Possible spoilers ahead!
Aboard the International Space Station, crew members Dr. David Jordan (Jake Gyllenhaal), Dr. Miranda North (Rebecca Ferguson), Rory ‘Roy’ Adams (Ryan Reynolds), system engineer Sho Murakami (Hiroyuki Sanada), biologist Hugh Derry (Ariyon Bakare), and mission commander Katerina Golovkina (Olga Dihovichnaya), prepare to recover a returning Mars lander.
After successfully bringing the capsule into the ISS, the crew discover that they are now in possession of an organism that provides the first proof of life on another planet. From here on in, the ISS team maintain a strict safety protocol, in case should the Martian organism proves to be dangerous or deadly to humans.
As you can imagine, the discovery is big news down on earth, and the Martian organism is named “Calvin” in honor of an elementary school. At first, Calvin seems to be hibernating, but it soon begins to rapidly evolve in the ISS lab. Everything is going well, until one day when, following an accident in the lab, “Calvin” suddenly turns hostile and becomes an immediate danger to the crew.
As the astronauts aboard struggle to contain this new threat, there’s one thing they all agree on: regardless of what happens to them or the ISS, this creature must not make it to earth.
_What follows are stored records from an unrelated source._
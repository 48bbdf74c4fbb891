// SPDX-License-Identifier: BUSL-1.1
// Copyright (c) 2026 Alfred Jean LLC

use super::*;
use cyrus_core::ActiveSessionSummary;
use tempfile::tempdir;

#[test]
fn load_missing_file_returns_empty_status() {
    let dir = tempdir().unwrap();
    let store = ActiveWorkStore::new(dir.path());
    let status = store.load(42);
    assert!(!status.is_working);
    assert_eq!(status.last_updated, 42);
}

#[test]
fn save_then_load_round_trips() {
    let dir = tempdir().unwrap();
    let store = ActiveWorkStore::new(dir.path());
    let summary = ActiveSessionSummary {
        issue_id: "i1".into(),
        issue_identifier: "ENG-1".into(),
        repository_id: "r1".into(),
        started_at: 10,
    };
    let status = cyrus_core::ActiveWorkStatus::from_sessions([("sess-1".to_string(), summary)], 20);
    store.save(&status).unwrap();

    let loaded = store.load(0);
    assert!(loaded.is_working);
    assert_eq!(loaded.active_sessions.len(), 1);
}

#[test]
fn clear_resets_to_empty() {
    let dir = tempdir().unwrap();
    let store = ActiveWorkStore::new(dir.path());
    let summary = ActiveSessionSummary {
        issue_id: "i1".into(),
        issue_identifier: "ENG-1".into(),
        repository_id: "r1".into(),
        started_at: 10,
    };
    let status = cyrus_core::ActiveWorkStatus::from_sessions([("sess-1".to_string(), summary)], 20);
    store.save(&status).unwrap();
    store.clear(99).unwrap();

    let loaded = store.load(0);
    assert!(!loaded.is_working);
    assert_eq!(loaded.last_updated, 99);
}

#[test]
fn load_corrupted_file_returns_nothing_active() {
    let dir = tempdir().unwrap();
    std::fs::create_dir_all(dir.path().join("state")).unwrap();
    std::fs::write(dir.path().join("state").join("active-work.json"), b"garbage").unwrap();
    let store = ActiveWorkStore::new(dir.path());
    let loaded = store.load(5);
    assert!(!loaded.is_working);
}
“Life” takes the familiar concept of people being trapped in a small space with an alien life form. That’s a set up that’s been done dozens of times, but creative filmmakers can find ways to update the status quo. This movie doesn’t do anything new, and because of that, the plot is highly predictable.
Maybe I watch too many movies, so I know what to look for. But only a few minutes in, I already knew how the movie would end. A few minutes later, I even worked out the sequence of events that would lead up to such an ending. This took away any tension the film may have had, and at some points, it even became funny.
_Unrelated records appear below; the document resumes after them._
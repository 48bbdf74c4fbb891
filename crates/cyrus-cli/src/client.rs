// SPDX-License-Identifier: BUSL-1.1
// Copyright (c) 2026 Alfred Jean LLC

//! HTTP client for the daemon's status surface (spec §6: `GET /status`).

use anyhow::{Context, Result};
use cyrus_core::ActiveWorkStatus;

/// Base URL of a running `cyrusd`, resolved once per invocation.
/// `CYRUS_DAEMON_URL` overrides the default, which targets the
/// daemon's default bind port on localhost (`cyrusd` itself binds
/// `0.0.0.0` by default so it is reachable from outside this host too).
pub struct DaemonClient {
    http: reqwest::Client,
    base_url: String,
}

impl DaemonClient {
    pub fn new() -> Self {
        let base_url = std::env::var("CYRUS_DAEMON_URL").unwrap_or_else(|_| "http://127.0.0.1:3456".to_string());
        Self { http: reqwest::Client::new(), base_url }
    }

    pub async fn status(&self) -> Result<ActiveWorkStatus> {
        let url = format!("{}/status", self.base_url);
        let response = self
            .http
            .get(&url)
            .send()
            .await
            .with_context(|| format!("failed to reach cyrusd at {}", self.base_url))?
            .error_for_status()
            .context("cyrusd returned an error response")?;
        response.json::<ActiveWorkStatus>().await.context("failed to parse cyrusd's status response")
    }
}

impl Default for DaemonClient {
    fn default() -> Self {
        Self::new()
    }
}
// SPDX-License-Identifier: BUSL-1.1
// Copyright (c) 2026 Alfred Jean LLC

use super::*;
use cyrus_core::RalphState;

#[test]
fn no_loop_state_always_stops() {
    let mut state = None;
    let decision = RalphWiggumController::on_session_completed(&mut state, "anything");
    assert_eq!(decision, RalphDecision::Stop);
}

#[test]
fn ralph_loop_bound_with_no_completion_phrase() {
    // spec scenario: maxIterations=3, no completion phrase => exactly 3
    // session starts in total. Mirrors the orchestrator's run_session
    // loop, which starts the runner once before ever consulting this
    // controller, so `starts` begins at 1, not 0.
    let mut state = Some(RalphState::new("build the feature", 3));
    let mut starts = 1;
    loop {
        let decision = RalphWiggumController::on_session_completed(&mut state, "still working");
        match decision {
            RalphDecision::Continue { prompt } => {
                starts += 1;
                assert!(prompt.contains("build the feature"));
                assert!(prompt.contains(&starts.to_string()));
            }
            RalphDecision::Stop => break,
        }
        if starts > 10 {
            panic!("loop did not terminate");
        }
    }
    assert_eq!(starts, 3);
    assert!(!state.unwrap().active);
}

#[test]
fn completion_phrase_stops_the_loop_case_insensitively() {
    let mut state = Some(RalphState::new("ship it", 10));
    state.as_mut().unwrap().completion_phrase = Some("TASK COMPLETE".to_string());

    let decision = RalphWiggumController::on_session_completed(&mut state, "iteration 1 output");
    assert!(matches!(decision, RalphDecision::Continue { .. }));

    let decision = RalphWiggumController::on_session_completed(&mut state, "all done: Task Complete");
    assert_eq!(decision, RalphDecision::Stop);
    assert!(!state.unwrap().active);
}

#[test]
fn continuation_prompt_references_previous_output() {
    let mut state = Some(RalphState::new("refactor the parser", 5));
    let decision = RalphWiggumController::on_session_completed(&mut state, "partial progress, see commit abc123");
    let RalphDecision::Continue { prompt } = decision else { panic!("expected continue") };
    assert!(prompt.contains("refactor the parser"));
    assert!(prompt.contains("partial progress, see commit abc123"));
    assert_eq!(state.unwrap().iteration, 2);
}
// SPDX-License-Identifier: BUSL-1.1
// Copyright (c) 2026 Alfred Jean LLC

use super::*;

#[test]
fn plain_repo_is_catch_all() {
    let repo = RepositoryConfig::builder().build();
    assert!(repo.is_catch_all());
}

#[test]
fn team_keys_disqualify_catch_all() {
    let repo = RepositoryConfig::builder()
        .team_keys(std::collections::HashSet::from(["FE".to_string()]))
        .build();
    assert!(!repo.is_catch_all());
}

#[test]
fn routing_labels_disqualify_catch_all() {
    let repo = RepositoryConfig::builder()
        .routing_labels(Some(RoutingLabels {
            include: std::collections::HashSet::from(["ui".to_string()]),
            exclude: std::collections::HashSet::new(),
            priority: 10,
        }))
        .build();
    assert!(!repo.is_catch_all());
}

#[test]
fn default_allowed_tools_include_bash_and_task() {
    let tools = RepositoryConfig::default_allowed_tools();
    assert!(tools.iter().any(|t| t == "Bash"));
    assert!(tools.iter().any(|t| t == "Task"));
}

#[test]
fn serde_roundtrip_preserves_fields() {
    let repo = RepositoryConfig::builder()
        .id("repo-x")
        .team_keys(std::collections::HashSet::from(["FE".to_string()]))
        .build();
    let json = serde_json::to_string(&repo).unwrap();
    let back: RepositoryConfig = serde_json::from_str(&json).unwrap();
    assert_eq!(repo, back);
}
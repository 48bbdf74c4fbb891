// SPDX-License-Identifier: BUSL-1.1
// Copyright (c) 2026 Alfred Jean LLC

//! `ReferenceIssueTracker`: the `IssueTracker` transport this binary
//! ships with out of the box. The concrete tracker transport (Linear
//! today) is explicitly out of scope for this workspace (spec §1); an
//! operator plugs in a real one by constructing their own `Arc<dyn
//! IssueTracker>` per repository and wiring it where `build_trackers`
//! is called in `main.rs`. Until then, this adapter keeps the daemon
//! fully runnable end-to-end: it records the same ephemeral-activity
//! replace semantics spec §6 requires (so the webhook → activity
//! timeline can be inspected) and narrates every call through
//! `tracing`, rather than silently discarding it.

use async_trait::async_trait;
use cyrus_adapters::{
    ActivityPosted, CreatedAgentSession, IssueData, IssueStateType, IssueTracker, TrackerError,
    UploadedFile,
};
use cyrus_wire::ActivityContent;
use parking_lot::Mutex;
use std::collections::HashMap;
use std::path::Path;
use std::sync::atomic::{AtomicU64, Ordering};
use tracing::info;

#[derive(Default)]
struct Timeline {
    entries: Vec<(String, ActivityContent, bool)>,
}

pub struct ReferenceIssueTracker {
    repository_id: String,
    next_id: AtomicU64,
    timelines: Mutex<HashMap<String, Timeline>>,
}

impl ReferenceIssueTracker {
    pub fn new(repository_id: impl Into<String>) -> Self {
        Self { repository_id: repository_id.into(), next_id: AtomicU64::new(0), timelines: Mutex::new(HashMap::new()) }
    }

    fn next_id(&self, prefix: &str) -> String {
        let n = self.next_id.fetch_add(1, Ordering::SeqCst);
        format!("{prefix}-{}-{n}", self.repository_id)
    }
}

#[async_trait]
impl IssueTracker for ReferenceIssueTracker {
    async fn get_issue(&self, issue_id: &str) -> Result<Option<IssueData>, TrackerError> {
        info!(repository_id = %self.repository_id, issue_id, "reference tracker: get_issue (no real labels available)");
        Ok(Some(IssueData {
            id: issue_id.to_string(),
            identifier: issue_id.to_string(),
            team_key: String::new(),
            labels: Vec::new(),
        }))
    }

    async fn create_agent_session_on_issue(
        &self,
        issue_id: &str,
        external_link: Option<&str>,
    ) -> Result<CreatedAgentSession, TrackerError> {
        let agent_session_id = self.next_id("session");
        info!(repository_id = %self.repository_id, issue_id, external_link, %agent_session_id, "reference tracker: created agent session on issue");
        Ok(CreatedAgentSession { success: true, agent_session_id, last_sync_id: 0 })
    }

    async fn create_agent_session_on_comment(
        &self,
        comment_id: &str,
        external_link: Option<&str>,
    ) -> Result<CreatedAgentSession, TrackerError> {
        self.create_agent_session_on_issue(comment_id, external_link).await
    }

    async fn post_agent_activity(
        &self,
        agent_session_id: &str,
        content: ActivityContent,
        ephemeral: bool,
    ) -> Result<ActivityPosted, TrackerError> {
        let id = self.next_id("activity");
        info!(repository_id = %self.repository_id, %agent_session_id, ephemeral, "reference tracker: posted activity {:?}", content);
        let mut timelines = self.timelines.lock();
        let timeline = timelines.entry(agent_session_id.to_string()).or_default();
        if matches!(timeline.entries.last(), Some((_, _, true))) {
            timeline.entries.pop();
        }
        timeline.entries.push((id.clone(), content, ephemeral));
        Ok(ActivityPosted { activity_id: id })
    }

    async fn update_issue_state(&self, issue_id: &str, state: IssueStateType) -> Result<(), TrackerError> {
        info!(repository_id = %self.repository_id, issue_id, %state, "reference tracker: update_issue_state");
        Ok(())
    }

    async fn upload_file(
        &self,
        path: &Path,
        filename: Option<&str>,
        content_type: Option<&str>,
        _make_public: bool,
    ) -> Result<UploadedFile, TrackerError> {
        info!(repository_id = %self.repository_id, path = %path.display(), "reference tracker: upload_file (not actually uploaded)");
        let size = std::fs::metadata(path).map(|m| m.len()).unwrap_or(0);
        let asset_url = match filename {
            Some(name) => format!("file://{}#{name}", path.display()),
            None => format!("file://{}", path.display()),
        };
        Ok(UploadedFile {
            asset_url,
            size,
            content_type: content_type.unwrap_or("application/octet-stream").to_string(),
        })
    }
}

#[cfg(test)]
#[path = "reference_tracker_tests.rs"]
mod tests;
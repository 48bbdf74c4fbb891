// SPDX-License-Identifier: BUSL-1.1
// Copyright (c) 2026 Alfred Jean LLC

//! `cyrus status` / `cyrus status --watch` (SPEC_FULL §11): a thin
//! client over the daemon's `GET /status` (spec §6).

use anyhow::Result;
use cyrus_core::ActiveWorkStatus;

use crate::client::DaemonClient;
use crate::output::{format_or_json, OutputFormat};

fn print_text(status: &ActiveWorkStatus) {
    if !status.is_working {
        println!("No active work");
        return;
    }
    println!("{} active session(s):", status.active_sessions.len());
    let mut sessions: Vec<_> = status.active_sessions.values().collect();
    sessions.sort_by(|a, b| a.started_at.cmp(&b.started_at));
    for session in sessions {
        println!("  [{}] {} ({})", session.repository_id, session.issue_identifier, session.issue_id);
    }
}

pub async fn handle(format: OutputFormat, watch: bool) -> Result<()> {
    let client = DaemonClient::new();

    if !watch {
        let status = client.status().await?;
        return format_or_json(format, &status, || print_text(&status));
    }

    let poll_ms: u64 = std::env::var("CYRUS_STATUS_POLL_MS").ok().and_then(|v| v.parse().ok()).unwrap_or(2000);
    let ctrl_c = tokio::signal::ctrl_c();
    tokio::pin!(ctrl_c);
    loop {
        match client.status().await {
            Ok(status) => {
                if matches!(format, OutputFormat::Text) {
                    print!("\x1B[2J\x1B[1;1H");
                }
                format_or_json(format, &status, || print_text(&status))?;
            }
            Err(e) => eprintln!("failed to reach cyrusd: {e:#}"),
        }
        tokio::select! {
            _ = tokio::time::sleep(std::time::Duration::from_millis(poll_ms)) => {}
            _ = &mut ctrl_c => break,
        }
    }
    Ok(())
}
I thought this movie had a ton of problems, but none of them were the fault of the cast. The three leads, Ryan Reynolds, Jake Gyllenhaal and Rebecca Ferguson do what they can, but they and the rest of the cast are saddled with characters that are never developed during the film.
The only memorably character is played by Ryan Reynolds, but he’s basically playing himself. Gyllenhaal’s character never evolves beyond a reference to him preferring life in space to Earth. Ferguson is solid as the station’s disciplined and by-the-book Miranda, but all I know about her is that she works for the CDC.
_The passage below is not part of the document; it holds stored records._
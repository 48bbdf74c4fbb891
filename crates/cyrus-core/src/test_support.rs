// SPDX-License-Identifier: BUSL-1.1
// Copyright (c) 2026 Alfred Jean LLC

//! Shared test helpers for use across crates.
//!
//! Gated behind `#[cfg(any(test, feature = "test-support"))]`.

use crate::runner_selection::{RunnerSelection, RunnerType};
use crate::session::Session;
use crate::webhook::WebhookEvent;
use std::path::PathBuf;

/// A minimal `Session` with `RunnerType::Mock`, suitable as a starting
/// point in coordinator/engine tests.
pub fn test_session(repository_id: &str, issue_id: &str) -> Session {
    Session::new(
        repository_id,
        issue_id,
        PathBuf::from(format!("/tmp/cyrus-test/{issue_id}")),
        RunnerSelection::new(issue_id, RunnerType::Mock),
        1_000,
    )
}

pub fn issue_assigned_event(org_id: &str, issue_id: &str, team_key: &str) -> WebhookEvent {
    WebhookEvent::IssueAssigned {
        organization_id: org_id.to_string(),
        issue_id: issue_id.to_string(),
        issue_identifier: format!("{team_key}-1"),
        team_key: team_key.to_string(),
        labels: Vec::new(),
    }
}

pub fn comment_mention_event(org_id: &str, issue_id: &str, prompt: &str) -> WebhookEvent {
    WebhookEvent::IssueCommentMention {
        organization_id: org_id.to_string(),
        issue_id: issue_id.to_string(),
        issue_identifier: "ENG-1".to_string(),
        team_key: "ENG".to_string(),
        prompt: prompt.to_string(),
        author: "tester".to_string(),
        labels: Vec::new(),
        attachments: Vec::new(),
    }
}
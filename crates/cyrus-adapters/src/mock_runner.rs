// SPDX-License-Identifier: BUSL-1.1
// Copyright (c) 2026 Alfred Jean LLC

//! In-process `Runner` test double. Never spawns a real process; plays
//! back a scripted event sequence and records every call it receives
//! for assertions.

use crate::runner::{Runner, RunnerError, RunnerHandle, RunnerInput};
use async_trait::async_trait;
use cyrus_core::RunnerEvent;
use parking_lot::Mutex;
use std::sync::Arc;
use tokio::sync::mpsc;

/// One call observed by a [`MockRunner`], in the order it happened.
#[derive(Debug, Clone, PartialEq)]
pub enum MockRunnerCall {
    Started { resume_session_id: Option<String> },
    PushMessage(String),
    CompleteStream,
    Stopped,
}

/// Scripted [`Runner`] implementation for coordinator/engine tests.
pub struct MockRunner {
    script: Vec<RunnerEvent>,
    streaming: bool,
    calls: Arc<Mutex<Vec<MockRunnerCall>>>,
    session_id: Option<String>,
}

impl MockRunner {
    /// A runner that emits `script` in order as soon as it starts.
    pub fn new(script: Vec<RunnerEvent>) -> Self {
        Self { script, streaming: false, calls: Arc::new(Mutex::new(Vec::new())), session_id: None }
    }

    pub fn streaming(mut self) -> Self {
        self.streaming = true;
        self
    }

    pub fn with_session_id(mut self, session_id: impl Into<String>) -> Self {
        self.session_id = Some(session_id.into());
        self
    }

    pub fn calls(&self) -> Vec<MockRunnerCall> {
        self.calls.lock().clone()
    }
}

#[async_trait]
impl Runner for MockRunner {
    fn supports_streaming(&self) -> bool {
        self.streaming
    }

    async fn start(
        &self,
        _input: RunnerInput,
        resume_session_id: Option<String>,
        on_event: mpsc::Sender<RunnerEvent>,
    ) -> Result<RunnerHandle, RunnerError> {
        self.calls.lock().push(MockRunnerCall::Started { resume_session_id });
        for event in &self.script {
            // A closed receiver means the coordinator already stopped
            // listening; nothing further to do.
            if on_event.send(event.clone()).await.is_err() {
                break;
            }
        }
        Ok(RunnerHandle { session_id: self.session_id.clone() })
    }

    async fn push_message(&self, text: &str) -> Result<(), RunnerError> {
        if !self.streaming {
            return Err(RunnerError::NotStreaming);
        }
        self.calls.lock().push(MockRunnerCall::PushMessage(text.to_string()));
        Ok(())
    }

    async fn complete_stream(&self) -> Result<(), RunnerError> {
        self.calls.lock().push(MockRunnerCall::CompleteStream);
        Ok(())
    }

    async fn stop(&self) -> Result<(), RunnerError> {
        self.calls.lock().push(MockRunnerCall::Stopped);
        Ok(())
    }
}

#[cfg(test)]
#[path = "mock_runner_tests.rs"]
mod tests;
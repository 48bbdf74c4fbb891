// SPDX-License-Identifier: BUSL-1.1
// Copyright (c) 2026 Alfred Jean LLC

use super::*;

fn content(body: &str) -> ActivityContent {
    ActivityContent::Thought { body: body.to_string() }
}

#[tokio::test]
async fn ephemeral_posts_replace_each_other_in_the_visible_timeline() {
    let tracker = FakeIssueTracker::new();
    tracker.post_agent_activity("s1", content("Running 0 of 3"), true).await.unwrap();
    tracker.post_agent_activity("s1", content("Running 1 of 3"), true).await.unwrap();
    tracker.post_agent_activity("s1", content("Running 2 of 3"), true).await.unwrap();

    assert_eq!(tracker.raw_post_count(), 3);
    let timeline = tracker.timeline("s1");
    assert_eq!(timeline.len(), 1);
    assert_eq!(timeline[0].content, content("Running 2 of 3"));
}

#[tokio::test]
async fn non_ephemeral_post_settles_the_ephemeral_entry() {
    let tracker = FakeIssueTracker::new();
    tracker.post_agent_activity("s1", content("Running 2 of 3"), true).await.unwrap();
    tracker.post_agent_activity("s1", content("Completed 3 agents"), false).await.unwrap();

    let timeline = tracker.timeline("s1");
    assert_eq!(timeline.len(), 1);
    assert!(!timeline[0].ephemeral);
    assert_eq!(timeline[0].content, content("Completed 3 agents"));
}

#[tokio::test]
async fn separate_sessions_have_independent_timelines() {
    let tracker = FakeIssueTracker::new();
    tracker.post_agent_activity("s1", content("a"), false).await.unwrap();
    tracker.post_agent_activity("s2", content("b"), false).await.unwrap();
    assert_eq!(tracker.timeline("s1").len(), 1);
    assert_eq!(tracker.timeline("s2").len(), 1);
}

#[tokio::test]
async fn get_issue_returns_seeded_data_and_counts_the_call() {
    let tracker = FakeIssueTracker::new().with_issue(IssueData {
        id: "i1".into(),
        identifier: "FE-12".into(),
        team_key: "FE".into(),
        labels: vec!["ui".into()],
    });
    let issue = tracker.get_issue("i1").await.unwrap().unwrap();
    assert_eq!(issue.team_key, "FE");
    assert_eq!(tracker.get_issue_call_count(), 1);
    assert!(tracker.get_issue("missing").await.unwrap().is_none());
    assert_eq!(tracker.get_issue_call_count(), 2);
}

#[tokio::test]
async fn update_issue_state_is_observable() {
    let tracker = FakeIssueTracker::new();
    tracker.update_issue_state("i1", IssueStateType::Completed).await.unwrap();
    assert_eq!(tracker.issue_state("i1"), Some(IssueStateType::Completed));
}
The main problem with “Life” is the script. Beside the premise, the screenplay is sloppy, rushed in places, and without depth. There were points during the movie in which I felt like I was watching the third act of a movie. What I don’t know if there were cuts made during editing or not, but it sure felt like it.
With a great cast, a cool premise, I had very high hopes for “Life.” But sadly, this movie fell short of every expectation I had. “Life” is a sci-fi horror/thriller that gives nothing to its cast, and plotwide never fully realizes its potential.